A wide variety of AI PCs are now available. OEMs like Lenovo, Acer, ASUS and HP all offer laptops featuring chips from Intel, Qualcomm or AMD. But why has the desktop been left out? There are fairly logical reasons for this.
In just a few days, the second generation of AI PCs with Intel chips will see the light of day. Lunar Lake is the architecture behind the Intel Core Ultra 200V laptops that go on sale starting Sept. 24. On board is the NPU 4 with 48 AI TOPS, a specification that puts Intel about on par with Qualcomm with its Snapdragon X processors and AMD with Ryzen AI. A skunkworks outfit inside Intel was set up to complete this catch-up; the threat from the competition was too great not to make a big performance leap.
Soon we will also hear more details about Arrow Lake, Intel’s architecture that will end up on desktops, too. For the first time, a desktop PC is going to run an NPU, although that sounds more imposing than it really is. Months ago, it trickled out that this will not be an “AI powerhouse,” referring to the 13 AI TOPS that the NPU would get on board the new chip. However, that is totally irrelevant, as long as Microsoft at least cooperates.
The Copilot+ problem
The term “AI PC” has been mentioned with an almost comical frequency over the past year by OEMs and chipmakers alike. It stands in stark contrast to the relatively modest number of features that are actually exclusive to these devices. What exactly an AI PC was finally became clearer in May when Microsoft rolled out the Copilot+ label and set a defined checklist for one such computer. A true AI PC, according to Microsoft, features an NPU with at least 40 TOPS. The company still argues that Paint Cocreator or Windows Studio Effects may not work properly (or at all) without such an NPU.

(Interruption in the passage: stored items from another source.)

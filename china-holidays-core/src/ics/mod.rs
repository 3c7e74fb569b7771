//! ICS output.
//!
//! Renders a [`HolidayCalendar`](crate::builder::HolidayCalendar) as an
//! RFC 5545 document of all-day events and writes it to disk.

mod generate;
mod write;

pub use generate::{CALENDAR_NAME, CALENDAR_TIMEZONE, PRODID, generate_ics};
pub use write::save_calendar;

The first generation of AI PCs from Intel was already disqualified for the Copilot+ label, as it only boasted a paltry 11.5 TOPS from the NPU. When combining the CPU, GPU and NPU, the figure hits just 38 TOPS.
TOPS, or one trillion calculations per second, is an arbitrary figure to base one’s judgment on. Copilot+ uses 40 TOPS from the NPU mainly as a lower limit for just enough AI computing power for relatively basic features without draining the battery in short order. The features in question include the Copilot chatbot, the generation of AI images in Paint and Windows Recall, soon to be introduced.
This Copilot+ label was by no means intended as a sign of AI muscle-flexing: after all, for more imposing calculations, even an AI PC turns to the GPU, which, in the case of Lunar Lake for example delivers 67 TOPS. Regardless, the NPU within the latest laptop chips from AMD, Qualcomm and Intel is sufficient for Microsoft’s modest requirements for Copilot+. It guarantees better battery life than would have been the case if only a CPU and GPU were present.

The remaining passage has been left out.